R. Chananel (990 – 1053) and R. Yitchak Alfasi (1013 – 1103), the first rishonim to make the six-hour wait an absolute requirement, lived in Fez, Kairouan, and Spain, side-by-side with Qaraite communities. As the Qaraites allowed themselves to eat milk and meat together over the course of the tenth century, they became nicknamed ‘the eaters of milk and meat’. They surely influenced some from the Rabbanite community. In order to protect the Halacha, highlight their symbolic differences, and erect a social barrier between the two camps, these leaders extended the original kinuach ve’hadacha obligation to a six hour wait.

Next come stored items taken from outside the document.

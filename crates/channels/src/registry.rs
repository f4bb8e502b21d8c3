use std::sync::{Arc, RwLock};

use tracing::{debug, info};

use super::plugin::RelayBot;

/// `(platform, self_id)` of a connected bot.
#[derive(Debug, Clone, PartialEq, Eq, Hash)]
pub struct BotIdentity {
    pub platform: String,
    pub self_id: String,
}

/// Registry of currently connected bots, in connection order.
pub struct BotRegistry {
    bots: RwLock<Vec<Arc<dyn RelayBot>>>,
}

impl Default for BotRegistry {
    fn default() -> Self {
        Self::new()
    }
}

impl BotRegistry {
    pub fn new() -> Self {
        Self {
            bots: RwLock::new(Vec::new()),
        }
    }

    /// Register a connected bot, replacing any previous bot with the same identity.
    pub fn register(&self, bot: Arc<dyn RelayBot>) {
        let mut bots = self.bots.write().unwrap_or_else(|e| e.into_inner());
        bots.retain(|b| !(b.platform() == bot.platform() && b.self_id() == bot.self_id()));
        info!(platform = bot.platform(), self_id = bot.self_id(), "bot connected");
        bots.push(bot);
    }

    /// Remove a disconnected bot. Returns whether it was registered.
    pub fn unregister(&self, platform: &str, self_id: &str) -> bool {
        let mut bots = self.bots.write().unwrap_or_else(|e| e.into_inner());
        let before = bots.len();
        bots.retain(|b| !(b.platform() == platform && b.self_id() == self_id));
        let removed = bots.len() != before;
        if removed {
            info!(platform, self_id, "bot disconnected");
        }
        removed
    }

    /// The connected bot with this exact identity.
    pub fn bot_for(&self, platform: &str, self_id: &str) -> Option<Arc<dyn RelayBot>> {
        let bots = self.bots.read().unwrap_or_else(|e| e.into_inner());
        bots.iter()
            .find(|b| b.platform() == platform && b.self_id() == self_id)
            .map(Arc::clone)
    }

    /// The first connected bot serving `platform`.
    pub fn find_by_platform(&self, platform: &str) -> Option<Arc<dyn RelayBot>> {
        let bots = self.bots.read().unwrap_or_else(|e| e.into_inner());
        let found = bots.iter().find(|b| b.platform() == platform).map(Arc::clone);
        if found.is_none() {
            debug!(platform, "no connected bot for platform");
        }
        found
    }

    /// Whether `user_id` is one of the connected bots on `platform`.
    pub fn is_self(&self, platform: &str, user_id: &str) -> bool {
        let bots = self.bots.read().unwrap_or_else(|e| e.into_inner());
        bots.iter()
            .any(|b| b.platform() == platform && b.self_id() == user_id)
    }

    /// Identities of all connected bots.
    pub fn connected(&self) -> Vec<BotIdentity> {
        let bots = self.bots.read().unwrap_or_else(|e| e.into_inner());
        bots.iter()
            .map(|b| BotIdentity {
                platform: b.platform().to_string(),
                self_id: b.self_id().to_string(),
            })
            .collect()
    }

    /// Distinct names of platforms with at least one connected bot.
    pub fn platforms(&self) -> Vec<String> {
        let bots = self.bots.read().unwrap_or_else(|e| e.into_inner());
        let mut names: Vec<String> = bots.iter().map(|b| b.platform().to_string()).collect();
        names.sort();
        names.dedup();
        names
    }

    pub fn len(&self) -> usize {
        self.bots.read().unwrap_or_else(|e| e.into_inner()).len()
    }

    pub fn is_empty(&self) -> bool {
        self.len() == 0
    }
}

#[allow(clippy::unwrap_used, clippy::expect_used)]
#[cfg(test)]
mod tests {
    use {super::*, crate::plugin::MemberDirectory, async_trait::async_trait};

    struct StubBot {
        platform: &'static str,
        self_id: &'static str,
    }

    #[async_trait]
    impl RelayBot for StubBot {
        fn platform(&self) -> &str {
            self.platform
        }

        fn self_id(&self) -> &str {
            self.self_id
        }

        async fn send_message(
            &self,
            _channel_id: &str,
            _content: &str,
            _guild_id: Option<&str>,
        ) -> crate::Result<Vec<String>> {
            Ok(Vec::new())
        }

        async fn members_of(&self, _guild_id: &str) -> crate::Result<MemberDirectory> {
            Ok(MemberDirectory::new())
        }
    }

    fn stub(platform: &'static str, self_id: &'static str) -> Arc<dyn RelayBot> {
        Arc::new(StubBot { platform, self_id })
    }

    #[test]
    fn lookup_by_identity_and_platform() {
        let registry = BotRegistry::new();
        registry.register(stub("onebot", "A1"));
        registry.register(stub("discord", "B1"));
        registry.register(stub("discord", "B2"));

        assert!(registry.bot_for("discord", "B2").is_some());
        assert!(registry.bot_for("discord", "A1").is_none());
        assert_eq!(
            registry.find_by_platform("discord").unwrap().self_id(),
            "B1"
        );
        assert!(registry.find_by_platform("telegram").is_none());
        assert_eq!(registry.platforms(), vec!["discord", "onebot"]);
        assert!(registry.is_self("onebot", "A1"));
        assert!(!registry.is_self("discord", "A1"));
    }

    #[test]
    fn reregistering_replaces_identity() {
        let registry = BotRegistry::new();
        registry.register(stub("onebot", "A1"));
        registry.register(stub("onebot", "A1"));
        assert_eq!(registry.len(), 1);

        assert!(registry.unregister("onebot", "A1"));
        assert!(!registry.unregister("onebot", "A1"));
        assert!(registry.is_empty());
        assert!(registry.connected().is_empty());
    }
}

Some historians believe that the Qaraites of the early Middle Ages counted for close to half of the total Jewish population. Furthermore, recent analysis of Cairo Geniza documents shows that Qaraite and Rabbanite communities of North Africa and Eretz Yisrael of the tenth through thirteenth centuries collaborated in legal affairs, political endeavors, and commerce. There were even frequent mutually respectful Qaraite-Rabbanite marriages. The two communities were dependent on each other in many ways. An excellent description of this historical setting is found in Heresy and the Politics of Community by Marina Rustow (2008). The need to defend the rabbinic Halacha is understood better against such an historical backdrop. As the divide between the communities was sometimes blurred, reinforcement was necessary. It is understandable why we find a Rabbanite response to Qaraite leniencies from North African Rabbanite authorities and not from the heirs of the Gaonate in Iraq. This is because the center of Qaraite activity had already migrated from Iraq to the Mediterranean Basin over the course of the tenth century.

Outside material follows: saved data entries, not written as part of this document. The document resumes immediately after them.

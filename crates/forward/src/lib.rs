//! Cross-channel message forwarding with two-way reply relay.
//!
//! Messages posted in a source channel are copied to each of its targets,
//! prefixed with the author's name. A reply quoting one of those copies is
//! routed back to the source channel only, for as long as the reply window
//! (`reply_timeout`) is open.
//!
//! Targets come from static `[[forward.rules]]` (config mode) or from
//! per-channel lists edited with `forward add|remove|clear` (database mode).

pub mod address;
pub mod commands;
pub mod dispatch;
pub mod error;
pub mod interceptor;
pub mod mention;
pub mod relay_table;
pub mod service;
pub mod store;
pub mod store_memory;
pub mod store_sqlite;
pub mod targets;
pub mod types;

pub use {
    address::{format_address, parse_address},
    commands::{CommandReply, ForwardCommand},
    dispatch::Dispatcher,
    error::{Error, Result},
    interceptor::{Disposition, ReplyInterceptor},
    relay_table::RelayTable,
    service::Forwarder,
    store::ForwardStore,
    store_memory::MemoryForwardStore,
    store_sqlite::SqliteForwardStore,
    targets::{TargetResolver, TargetSource, TargetUpdate},
    types::{ForwardTarget, RelayEntry},
};

/// Run database migrations for the forward crate.
///
/// Creates the `forward_channels` table. Call at startup before using
/// [`SqliteForwardStore::with_pool`].
pub async fn run_migrations(pool: &sqlx::SqlitePool) -> Result<()> {
    sqlx::migrate!("./migrations")
        .set_ignore_missing(true)
        .run(pool)
        .await?;
    Ok(())
}
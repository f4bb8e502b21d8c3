/// Replace `${ENV_VAR}` placeholders in raw config text.
///
/// Unresolvable variables are left as-is.
pub fn substitute_env(input: &str) -> String {
    substitute_env_with(input, |name| std::env::var(name).ok())
}

/// Same as [`substitute_env`] with an injectable lookup.
fn substitute_env_with(input: &str, lookup: impl Fn(&str) -> Option<String>) -> String {
    let mut result = String::with_capacity(input.len());
    let mut rest = input;

    while let Some(start) = rest.find("${") {
        result.push_str(&rest[..start]);
        let after = &rest[start + 2..];
        match after.find('}') {
            Some(end) if end > 0 => {
                let name = &after[..end];
                match lookup(name) {
                    Some(value) => result.push_str(&value),
                    None => {
                        result.push_str("${");
                        result.push_str(name);
                        result.push('}');
                    },
                }
                rest = &after[end + 1..];
            },
            // Empty or unterminated placeholder: keep the literal text.
            _ => {
                result.push_str("${");
                rest = after;
            },
        }
    }
    result.push_str(rest);
    result
}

During the tenth and eleventh centuries, Rabbanites from all over the Mediterranean would make yearly pilgrimages to Jerusalem for Sukkos. On Hosha’na Rabba, the custom was for all to gather on Har ha’Zaisim and, amongst other things, declare blessings and bans. In 1029 and 1038, the Rabbanites proclaimed a ban against the Qaraites. It is the wording of these charamim which is very revealing. The ban was worded “against the eaters of meat and milk”.

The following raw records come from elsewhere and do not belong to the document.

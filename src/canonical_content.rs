//! Canonical text handling for input files and content hashing.
//!
//! Constraint files, word lists and serialized dictionaries all pass through
//! the same normalization before they are parsed or hashed:
//!
//! ```text
//! canonical_text(bytes) = normalize_newlines(strip_bom(UTF-8(bytes)))
//! ```
//!
//! Where:
//! - `strip_bom`: remove a single leading U+FEFF
//! - `normalize_newlines`: CRLF → LF, CR → LF
//!
//! Content hashes are SHA-256 over the trimmed canonical text, so the same
//! dictionary body hashes identically regardless of line-ending style.

use sha2::{Digest, Sha256};

/// Version of the canonical content format.
///
/// Changes to this version invalidate all stored dictionary hashes.
pub const CANONICAL_CONTENT_VERSION: &str = "1.0.0";

const BYTE_ORDER_MARK: char = '\u{feff}';

/// Decode raw file bytes into canonical text.
///
/// Returns `None` if the bytes are not valid UTF-8.
pub fn decode_input(bytes: &[u8]) -> Option<String> {
    let text = std::str::from_utf8(bytes).ok()?;
    let text = text.strip_prefix(BYTE_ORDER_MARK).unwrap_or(text);
    Some(normalize_newlines(text))
}

/// Normalize newlines: CRLF → LF, isolated CR → LF.
pub fn normalize_newlines(text: &str) -> String {
    text.replace("\r\n", "\n").replace('\r', "\n")
}

/// Normalize text to its hashed form (newlines normalized, then trimmed).
pub fn normalize_text(text: &str) -> String {
    normalize_newlines(text).trim().to_string()
}

/// Compute the SHA-256 content hash of normalized text as lowercase hex.
pub fn compute_content_hash(text: &str) -> String {
    let mut hasher = Sha256::new();
    hasher.update(normalize_text(text).as_bytes());
    hex::encode(hasher.finalize())
}

/// Content hash validation result.
#[derive(Debug, Clone, PartialEq, Eq)]
pub enum HashValidation {
    /// Hash matches canonical content.
    Valid,
    /// Hash does not match canonical content.
    Mismatch {
        /// The expected hash that was stored.
        expected: String,
        /// The hash computed from the current content.
        computed: String,
    },
    /// No hash was stored.
    Missing,
}

/// Validate a stored content hash against the canonical content.
pub fn validate_content_hash(text: &str, stored_hash: Option<&str>) -> HashValidation {
    match stored_hash {
        None => HashValidation::Missing,
        Some(expected) => {
            let computed = compute_content_hash(text);
            if computed.eq_ignore_ascii_case(expected.trim()) {
                HashValidation::Valid
            } else {
                HashValidation::Mismatch {
                    expected: expected.to_string(),
                    computed,
                }
            }
        }
    }
}
//! Conflict records.

use serde::{Deserialize, Serialize};
use super::symbol::TargetId;

/// A target symbol claimed by more than one source symbol.
#[derive(Debug, Clone, Copy, PartialEq, Eq, Serialize, Deserialize)]
pub struct Conflict {
    /// The contested target.
    pub target: TargetId,
    /// Number of surplus claims (`in_degree - 1`, always > 0).
    pub count: usize,
}

impl Conflict {
    /// Create a conflict record.
    pub fn new(target: TargetId, count: usize) -> Self {
        Self { target, count }
    }

    /// Number of sources currently claiming the target.
    pub fn in_degree(&self) -> usize {
        self.count + 1
    }
}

Rustow explains the deeper context and meaning behind the ban:
…the Rabbanites and the Qaraites in the Fatamid realm conducted regular professional and personal relations. The ban’s aim was not to correct Qaraite religious behavior, but to achieve symbolic or ritual separation between the two groups. …. the principle violation with which the Qaraites stood charged- challenging the rabbinic claim to exclusive authority in interpreting biblical law …. The ban was couched, by a synecdoche that stood for an entire theological aberration, in terms of a specific infringement: eating meat with milk.
The milk and meat mixing of the Qaraites symbolized the divide between the Qaraite and Rabbanite camps. It is clear why the leading rabbinic sages of this era would fortify and tighten this particular area of law.